Published by Legacy Remembers on Jun. 13, 2024.
On Monday, June 10, Susan Marie Stormer Pezzi, a beloved and amazing wife, mother, grandmother, great-grandmother and a compassionate and skilled physician, passed away. She was born on March 22, 1930 in
Altoona, Pennsylvania to Regis Stormer and Mary Ann (Forr) Stormer. Susan graduated near the top of her high school class in 1948. Despite her parents' clear intellect, neither of them graduated high school due to losing their fathers, respectively, at young ages. Nonetheless, Mary urged Susan to use higher education as a path to a better life - an opportunity she did not have herself. Susan (and her two brothers) attended the Pennsylvania State University, where she graduated in 1952, likely as the first woman in her lineage to graduate from college.
Susan continued her education at the Temple University School of Medicine (TUSM), as a recipient of a Pennsylvania senatorial scholarship. She was the first woman from Altoona to attend medical school and one of only six women in her class - all years before some Philadelphia medical schools accepted women students at all. She graduated from TUSM with honors (AOA) in 1956, then completed an internship in internal medicine at the Abington Memorial Hospital in 1957. She then continued her graduate medical education to become the first woman to train as a resident in internal medicine at Abington from 1957 to 1959.
It was during her training at Abington - reportedly while helping remove the appendix of a child - that Susan met a young surgical resident, Pio Julius Pezzi from Rome, Italy. They wed at a small church in Abington on January 15, 1958, beginning 57 years of happy marriage together.
Susan and Pio lived their first year together in
New Hope, Pennsylvania, a town they loved, until their home on Mechanic Street burned to the ground. They fatefully moved to a small apartment on York Road in Abington near the hospital where they met their neighbors, Cathy and Bob Berg, who would become their lifelong best friends, and travel companions. Many years later, the Pezzi's and Berg's would build adjacent homes in
Lambertville, New Jersey overlooking the bridge and New Hope across the Delaware River.
In addition to full-time motherhood, Susan worked into her 70's as a physician in various family medical offices, public schools in Upper Moreland, for Arcadia University, out of an office in the family home in Huntingdon Valley, at multiple nursing homes, and as a volunteer for several non-profit organizations - notably Aldersgate in
Willow Grove, Pennsylvania. At Aldersgate, she assisted countless teenage, single, pregnant women in the 1970s in obtaining pregnancy tests (which were not available except from doctor's offices or clinics in the U.S. prior to 1978), and with counseling.
Pio and Susan traveled the world together - not just across the U.S. (often by car) and Canada, but also to Mexico, South America, Europe, Africa, Russia, India, China, and Hong Kong. They often traveled with the Bergs, as well as with the Rillings and Fosters. Their Christmas Eve party became a legendary reunion of these families and others for many decades, always featuring Swiss fondue with the origins of this tradition dating back to the apartment on York Road.
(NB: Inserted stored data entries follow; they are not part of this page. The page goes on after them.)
//! Encrypt, reduce, derive statistics, decrypt: each phase timed.

use std::time::{Duration, Instant};

use clap::ValueEnum;
use serde::Deserialize;
use tracing::{debug, info, instrument, warn};

use crate::ciphertext::Ciphertext;
use crate::context::{CryptoContext, Feature};
use crate::error::Error;
use crate::params::{Parameters, Scheme};

/// How slots are folded into slot 0.
#[derive(Clone, Copy, Debug, Default, PartialEq, Eq, Deserialize, ValueEnum)]
#[serde(rename_all = "lowercase")]
pub enum Reduction {
    /// `acc += rot(acc, 2^k)`: ceil(log2 n) rotations.
    #[default]
    Doubling,
    /// n - 1 rotate-by-one steps.
    Linear,
}

impl Reduction {
    /// Rotation offsets whose keys the reduction needs, plus +-1.
    pub fn rotation_indices(&self, width: usize) -> Vec<i64> {
        let mut indices = vec![1, -1];
        if *self == Reduction::Doubling {
            let mut shift = 2;
            while shift < width {
                indices.push(shift as i64);
                shift <<= 1;
            }
        }
        indices
    }
}

/// `Corrected` divides by n and takes a real square root; `Legacy`
/// multiplies the sum by n and halves the variance.
#[derive(Clone, Copy, Debug, Default, PartialEq, Eq, Deserialize, ValueEnum)]
#[serde(rename_all = "lowercase")]
pub enum Arithmetic {
    #[default]
    Corrected,
    Legacy,
}

#[derive(Clone, Debug, PartialEq)]
pub struct PipelineConfig {
    pub params: Parameters,
    pub reduction: Reduction,
    pub arithmetic: Arithmetic,
    /// Also compute variance and standard deviation.
    pub variance: bool,
}

impl PipelineConfig {
    /// Levels consumed on the deepest path.
    pub fn required_depth(&self) -> usize {
        match (self.params.scheme, self.variance, self.arithmetic) {
            (Scheme::Bgv, _, _) => 1,
            (Scheme::Ckks, false, _) => 1,
            (Scheme::Ckks, true, Arithmetic::Corrected) => 2,
            (Scheme::Ckks, true, Arithmetic::Legacy) => 3,
        }
    }

    pub fn validate(&self) -> Result<(), Error> {
        let required = self.required_depth();
        let available = self.params.multiplicative_depth;
        if available < required {
            return Err(Error::InsufficientDepth { required, available });
        }
        Ok(())
    }
}

#[derive(Clone, Copy, Debug, Default, PartialEq)]
pub struct Timings {
    pub setup: Duration,
    pub encryption: Duration,
    pub computation: Duration,
    pub decryption: Duration,
}

#[derive(Clone, Debug, PartialEq)]
pub struct Report {
    pub scheme: Scheme,
    pub values: usize,
    pub ciphertexts: usize,
    pub rotations: usize,
    pub sum: f64,
    pub mean: f64,
    pub variance: Option<f64>,
    pub stddev: Option<f64>,
    pub timings: Timings,
}

pub fn timed<T>(f: impl FnOnce() -> T) -> (T, Duration) {
    let start = Instant::now();
    let out = f();
    (out, start.elapsed())
}

/// Folds the first `width` slots of `ct` into slot 0. Returns the result and
/// the number of rotate-and-add steps.
pub fn rotate_and_sum(
    cc: &CryptoContext,
    ct: Ciphertext,
    width: usize,
    reduction: Reduction,
) -> Result<(Ciphertext, usize), Error> {
    let mut steps = 0;
    match reduction {
        Reduction::Linear => {
            let mut acc: Option<Ciphertext> = None;
            let mut rotated: Option<Ciphertext> = None;
            for _ in 1..width {
                let next = cc.eval_rotate(rotated.as_ref().unwrap_or(&ct), 1)?;
                acc = Some(cc.eval_add(acc.as_ref().unwrap_or(&ct), &next)?);
                rotated = Some(next);
                steps += 1;
            }
            Ok((acc.unwrap_or(ct), steps))
        }
        Reduction::Doubling => {
            let mut acc = ct;
            let mut shift = 1;
            while shift < width {
                let rotated = cc.eval_rotate(&acc, shift as i64)?;
                acc = cc.eval_add(&acc, &rotated)?;
                shift <<= 1;
                steps += 1;
            }
            Ok((acc, steps))
        }
    }
}

/// Plaintext mean and population variance.
pub fn reference_stats(dataset: &[f64]) -> (f64, f64) {
    let n = dataset.len() as f64;
    let mean = dataset.iter().sum::<f64>() / n;
    let variance = dataset.iter().map(|v| v * v).sum::<f64>() / n - mean * mean;
    (mean, variance)
}

#[derive(Default)]
struct Outputs {
    sum: Option<Ciphertext>,
    mean: Option<Ciphertext>,
    sum_squares: Option<Ciphertext>,
    variance: Option<Ciphertext>,
    stddev: Option<Ciphertext>,
}

fn add_all(cc: &CryptoContext, cts: Vec<Ciphertext>) -> Result<Ciphertext, Error> {
    let mut cts = cts.into_iter();
    let first = cts.next().ok_or(Error::EmptyDataset)?;
    cts.try_fold(first, |acc, ct| cc.eval_add(&acc, &ct))
}

#[instrument(level = "debug", skip_all, fields(values = dataset.len()))]
pub fn run(config: &PipelineConfig, dataset: &[f64]) -> Result<Report, Error> {
    if dataset.is_empty() {
        return Err(Error::EmptyDataset);
    }
    config.validate()?;
    let scheme = config.params.scheme;

    if scheme == Scheme::Bgv && dataset.iter().any(|v| v.fract() != 0.0) {
        warn!("BGV packs integers, fractional values are rounded");
    }

    let (setup, setup_time) = timed(|| -> Result<_, Error> {
        let mut cc = CryptoContext::new(config.params.clone())?;
        cc.enable(Feature::Pke);
        cc.enable(Feature::KeySwitch);
        cc.enable(Feature::LeveledShe);

        let keys = cc.key_gen()?;
        cc.eval_mult_key_gen(&keys.secret_key)?;
        let width = dataset.len().min(cc.batch_size());
        cc.eval_rotate_key_gen(&keys.secret_key, &config.reduction.rotation_indices(width))?;
        Ok((cc, keys, width))
    });
    let (cc, keys, width) = setup?;
    info!(elapsed = ?setup_time, "context and keys ready");

    let (chunks, encryption_time) = timed(|| {
        dataset
            .chunks(cc.batch_size())
            .map(|chunk| {
                let pt = cc.make_packed_plaintext(chunk)?;
                cc.encrypt(&keys.public_key, &pt)
            })
            .collect::<Result<Vec<_>, Error>>()
    });
    let chunks = chunks?;
    let ciphertexts = chunks.len();
    info!(ciphertexts, elapsed = ?encryption_time, "encrypted");

    let n = dataset.len() as f64;
    let (computed, computation_time) = timed(|| -> Result<_, Error> {
        let mut out = Outputs::default();
        let squares = if config.variance {
            Some(
                chunks
                    .iter()
                    .map(|ct| cc.eval_mult(ct, ct))
                    .collect::<Result<Vec<_>, Error>>()?,
            )
        } else {
            None
        };
        let (sum, mut rotations) = rotate_and_sum(&cc, add_all(&cc, chunks)?, width, config.reduction)?;

        let homomorphic_mean = match (scheme, config.arithmetic) {
            (Scheme::Ckks, Arithmetic::Corrected) => Some(cc.eval_mult_scalar(&sum, 1.0 / n)?),
            (_, Arithmetic::Legacy) => Some(cc.eval_mult_plain(&sum, &cc.make_packed_plaintext(&[n])?)?),
            (Scheme::Bgv, Arithmetic::Corrected) => None,
        };

        if let Some(squares) = squares {
            let (sum_squares, steps) = rotate_and_sum(&cc, add_all(&cc, squares)?, width, config.reduction)?;
            rotations += steps;

            match (&homomorphic_mean, config.arithmetic) {
                (Some(mean), Arithmetic::Corrected) => {
                    let mean_squared = cc.eval_mult(mean, mean)?;
                    let second_moment = cc.eval_mult_scalar(&sum_squares, 1.0 / n)?;
                    out.variance = Some(cc.eval_sub(&second_moment, &mean_squared)?);
                }
                (Some(mean), Arithmetic::Legacy) => {
                    let mean_squared = cc.eval_mult(mean, mean)?;
                    let variance = cc.eval_sub(&sum_squares, &mean_squared)?;
                    if scheme == Scheme::Ckks {
                        let half = cc.make_packed_plaintext(&[0.5])?;
                        out.stddev = Some(cc.eval_mult_plain(&variance, &half)?);
                    }
                    out.variance = Some(variance);
                }
                (None, _) => {}
            }
            out.sum_squares = Some(sum_squares);
        }

        out.sum = Some(sum);
        out.mean = homomorphic_mean;
        Ok((out, rotations))
    });
    let (outputs, rotations) = computed?;
    info!(rotations, elapsed = ?computation_time, "homomorphic computation done");

    let (decrypted, decryption_time) = timed(|| -> Result<_, Error> {
        let slot0 = |ct: &Option<Ciphertext>| -> Result<Option<f64>, Error> {
            ct.as_ref()
                .map(|ct| {
                    cc.decrypt(&keys.secret_key, ct, 1)
                        .map(|slots| slots.first().copied().unwrap_or_default())
                })
                .transpose()
        };
        Ok([
            slot0(&outputs.sum)?,
            slot0(&outputs.mean)?,
            slot0(&outputs.sum_squares)?,
            slot0(&outputs.variance)?,
            slot0(&outputs.stddev)?,
        ])
    });
    let [sum, mean, sum_squares, variance, stddev] = decrypted?;
    info!(elapsed = ?decryption_time, "decrypted");

    let sum = sum.unwrap_or_default();
    let mean = mean.unwrap_or(sum / n);
    let (variance, stddev) = match config.arithmetic {
        Arithmetic::Corrected if config.variance => {
            let variance = variance.or_else(|| sum_squares.map(|s| s / n - mean * mean));
            (variance, variance.map(|v| v.max(0.0).sqrt()))
        }
        _ => (variance, stddev),
    };
    debug!(sum, mean, ?variance, ?stddev, "decrypted statistics");

    Ok(Report {
        scheme,
        values: dataset.len(),
        ciphertexts,
        rotations,
        sum,
        mean,
        variance,
        stddev,
        timings: Timings {
            setup: setup_time,
            encryption: encryption_time,
            computation: computation_time,
            decryption: decryption_time,
        },
    })
}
Susan is survived by her four children, who will always remember her as the best mother ever: Christopher Mario Pezzi (m. Sharon Kramer), James Stormer Pezzi (m. Julia Higgins), Thomas Andrew Pezzi (m. Michele Fidure), and Kimberly Anne Pezzi-Burns (m. Les Burns). She was also a wonderful and loving grandmother to eleven: Stephen (m. Abigail Dosoretz), Todd (m. Ashley Turkeltaub), Alexandra (m. Daniel Rodkey), Trent (m. Zoe Hannah), Kyle, Jonathan, Madison, Daniel, Karina, Nikita, and John Pio, and great-grandmother to six: Samantha, Andy, Sloane, Nora, Harper, and Carson.
Susan Pezzi will be remembered as a pioneering woman in medicine and a strong, independent woman at a time when that was not as common as it is today. Despite her outsized impact on her community, her family will remember her even more for her unconditional love. She was a role model for so many, leading her life by example, as well as a voice of reason and compassion for her patients, husband, children, grandchildren, and great-grandchildren. She will be deeply missed.
A funeral Mass will be held at 10 am, Saturday, June 15, 2024 at St. John the Evangelist Catholic Church, 344 Baynton Ave., Altoona, PA 16602 with Fr. Alan Thomas, celebrant. Committal will be held at Calvary Cemetery.
In lieu of flowers the family asks that those who wish to can make a donation to their favorite charity in Susan's memory.